The Rhodes goes ever on and on


It is decided: The Rhodes statue remains at Oriel College. What was promised to be a long and thoughtful reconsideration of the appropriateness of honouring a notorious racist in the facade of an educational institution of the twenty-first century was short-circuited by threats to withdraw £100 million pounds in donations. The ruling class has spoken! Surely, at the least, we can agree that this demolishes the notion that Rhodes is a mere quaint historical figure, whose ideology is of no concern. Clearly there are quite a few mighty pillars of the establishment who feel that an assault on the honour due to a man who brought great wealth and power to Britain through dispossessing, subjugating, and frankly murdering members of what he considered “childish” and “subject races”.

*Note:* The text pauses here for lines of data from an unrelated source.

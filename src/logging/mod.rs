//! Tracing subscriber initialization.
//!
//! The dashboard owns the terminal, so logs go to a file instead of stderr.
//! Follow them with `tail -f` in a second terminal.

use std::path::{Path, PathBuf};
use thiserror::Error;
use tracing_subscriber::EnvFilter;

/// Filter used when `RUST_LOG` is unset or unparsable.
pub const DEFAULT_DIRECTIVE: &str = "info";

/// Error type for logging initialization failures.
#[derive(Debug, Error)]
pub enum LoggingError {
    /// Failed to create log directory
    #[error("Failed to create log directory at {path:?}: {source}")]
    DirectoryCreation {
        /// Directory that could not be created.
        path: PathBuf,
        /// Underlying I/O failure.
        #[source]
        source: std::io::Error,
    },

    /// Log path has no usable file name or no parent directory
    #[error("Invalid log file path: {0:?}")]
    InvalidPath(PathBuf),

    /// Tracing subscriber already initialized
    #[error("Tracing subscriber already initialized")]
    SubscriberAlreadySet,
}

/// Directory and file name of a log path, validated.
#[derive(Debug, Clone, PartialEq, Eq)]
pub struct LogTarget {
    /// Directory the log file lives in; created if missing.
    pub directory: PathBuf,
    /// Log file name inside `directory`.
    pub file_name: String,
}

impl LogTarget {
    /// Split `log_path` into its directory and file name.
    ///
    /// A bare file name resolves to the current directory.
    pub fn from_path(log_path: &Path) -> Result<Self, LoggingError> {
        let file_name = log_path
            .file_name()
            .and_then(|n| n.to_str())
            .filter(|n| !n.is_empty())
            .ok_or_else(|| LoggingError::InvalidPath(log_path.to_path_buf()))?;

        let directory = match log_path.parent() {
            Some(parent) if !parent.as_os_str().is_empty() => parent.to_path_buf(),
            Some(_) => PathBuf::from("."),
            None => return Err(LoggingError::InvalidPath(log_path.to_path_buf())),
        };

        Ok(Self {
            directory,
            file_name: file_name.to_string(),
        })
    }
}

/// Build the level filter from `RUST_LOG`, falling back to [`DEFAULT_DIRECTIVE`].
pub fn env_filter() -> EnvFilter {
    EnvFilter::try_from_default_env().unwrap_or_else(|_| EnvFilter::new(DEFAULT_DIRECTIVE))
}

/// Initialize the tracing subscriber with file-based logging.
///
/// Creates the log directory if it doesn't exist. Respects `RUST_LOG`,
/// defaulting to `info`.
///
/// # Errors
///
/// Fails if the path is unusable, the directory cannot be created, or a
/// global subscriber is already installed.
pub fn init(log_path: &Path) -> Result<(), LoggingError> {
    let target = LogTarget::from_path(log_path)?;

    std::fs::create_dir_all(&target.directory).map_err(|source| {
        LoggingError::DirectoryCreation {
            path: target.directory.clone(),
            source,
        }
    })?;

    let file_appender = tracing_appender::rolling::never(&target.directory, &target.file_name);

    tracing_subscriber::fmt()
        .with_env_filter(env_filter())
        .with_writer(file_appender)
        .with_ansi(false) // No ANSI colors in log files
        .with_target(true)
        .try_init()
        .map_err(|_| LoggingError::SubscriberAlreadySet)
}
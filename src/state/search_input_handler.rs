//! Search input handling (pure state transitions).
//!
//! Editing functions take a `SearchInput` by value and return the edited one.
//! `handle_search_edit` applies an edit to the view state, which recomputes the
//! visible user list on every keystroke (no debounce).

use crate::state::{FocusPane, SearchInput, ViewState};

/// Insert a character at the cursor and advance the cursor.
pub fn handle_char_input(input: SearchInput, ch: char) -> SearchInput {
    let offset = input.byte_offset(input.cursor());
    let (mut text, cursor) = input.into_parts();
    text.insert(offset, ch);
    SearchInput::from_parts(text, cursor + 1)
}

/// Delete the character before the cursor.
///
/// No-op when the cursor is at 0.
pub fn handle_backspace(input: SearchInput) -> SearchInput {
    if input.cursor() == 0 {
        return input;
    }
    let offset = input.byte_offset(input.cursor() - 1);
    let (mut text, cursor) = input.into_parts();
    text.remove(offset);
    SearchInput::from_parts(text, cursor - 1)
}

/// Move the cursor left. Saturates at 0.
pub fn handle_cursor_left(input: SearchInput) -> SearchInput {
    let cursor = input.cursor().saturating_sub(1);
    let (text, _) = input.into_parts();
    SearchInput::from_parts(text, cursor)
}

/// Move the cursor right. Saturates at the end of the text.
pub fn handle_cursor_right(input: SearchInput) -> SearchInput {
    let cursor = (input.cursor() + 1).min(input.char_len());
    let (text, _) = input.into_parts();
    SearchInput::from_parts(text, cursor)
}

/// Empty the search term.
pub fn clear_search(_input: SearchInput) -> SearchInput {
    SearchInput::default()
}

/// Edit applied to the search input from the keyboard.
#[derive(Debug, Clone, Copy, PartialEq, Eq)]
pub enum SearchEdit {
    /// Insert a character at the cursor.
    Insert(char),
    /// Delete the character before the cursor.
    Backspace,
    /// Move the cursor one character left.
    CursorLeft,
    /// Move the cursor one character right.
    CursorRight,
    /// Empty the term.
    Clear,
}

/// Apply `edit` to the state's search term and recompute the view.
///
/// Cursor moves leave the term unchanged but still go through the same path.
pub fn handle_search_edit(state: &mut ViewState, edit: SearchEdit) {
    let input = state.search.clone();
    let edited = match edit {
        SearchEdit::Insert(ch) => handle_char_input(input, ch),
        SearchEdit::Backspace => handle_backspace(input),
        SearchEdit::CursorLeft => handle_cursor_left(input),
        SearchEdit::CursorRight => handle_cursor_right(input),
        SearchEdit::Clear => clear_search(input),
    };
    state.set_search(edited);
}

/// Give keyboard focus to the search input.
pub fn activate_search_input(state: &mut ViewState) {
    state.focus = FocusPane::Search;
}

/// Return keyboard focus to the user list. The term is kept.
pub fn leave_search_input(state: &mut ViewState) {
    state.focus = FocusPane::Users;
}

// ===== Tests =====

#[cfg(test)]
#[path = "search_input_handler_tests.rs"]
mod tests;
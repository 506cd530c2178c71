//! Configuration module.
//!
//! Settings resolve in layers: hardcoded defaults, then the TOML config file,
//! then `USERDASH_*` environment variables, then command-line flags.

pub mod keybindings;
pub mod loader;

pub use keybindings::KeyBindings;
pub use loader::{
    apply_cli_overrides, apply_env_overrides, default_config_path, default_log_path,
    load_config_file, load_config_with_precedence, merge_config, validate, CliOverrides,
    ConfigError, ConfigFile, ResolvedConfig,
};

Most bizarre is the appearance of an extreme form of the standard political-correctness jiu-jitsu, whereby students raising their voices in protest constitute an assault upon free speech, while the superannuated poobahs who tell them to shut up until they have their own directorship of a major bank are the guardians of liberty. And we academic hired hands are neglecting our pedagogical duty if we don’t help them tie on the gag.

As I remarked before, they talk as though the protesters sought to excise the name of Rhodes from the history books with knives and acid, rather than proposing that the Rhodes statue be removed from its place of honour to a museum, where it can be viewed neutrally among other historical artefacts.

There is an argument that says, the Rhodes Must Fall argument points to general iconoclasm. What statue would stand if we judge the attitudes of our past heroes by contemporary standards. Putting aside the question of whether a complete lack of granite equestrians would impoverish modern urban life or undermine public morals, there is a vast difference between a historical figure who is honoured for great accomplishments and services to his country, but who shared in what we now consider benighted attitudes of his time; and Rhodes, whose accomplishments consist in dispossession and subjugation of other races. Take away the racism and imperialism from Rhodes and nothing remains.

Obviously, different views of the Rhodes statue are possible. What I find extraordinary is the accusation that even to raise the issue is somehow improper. That this is presented as a defence of free speech only demonstrates how the implicit critique has driven some portion of the elite into unreasoning frenzy.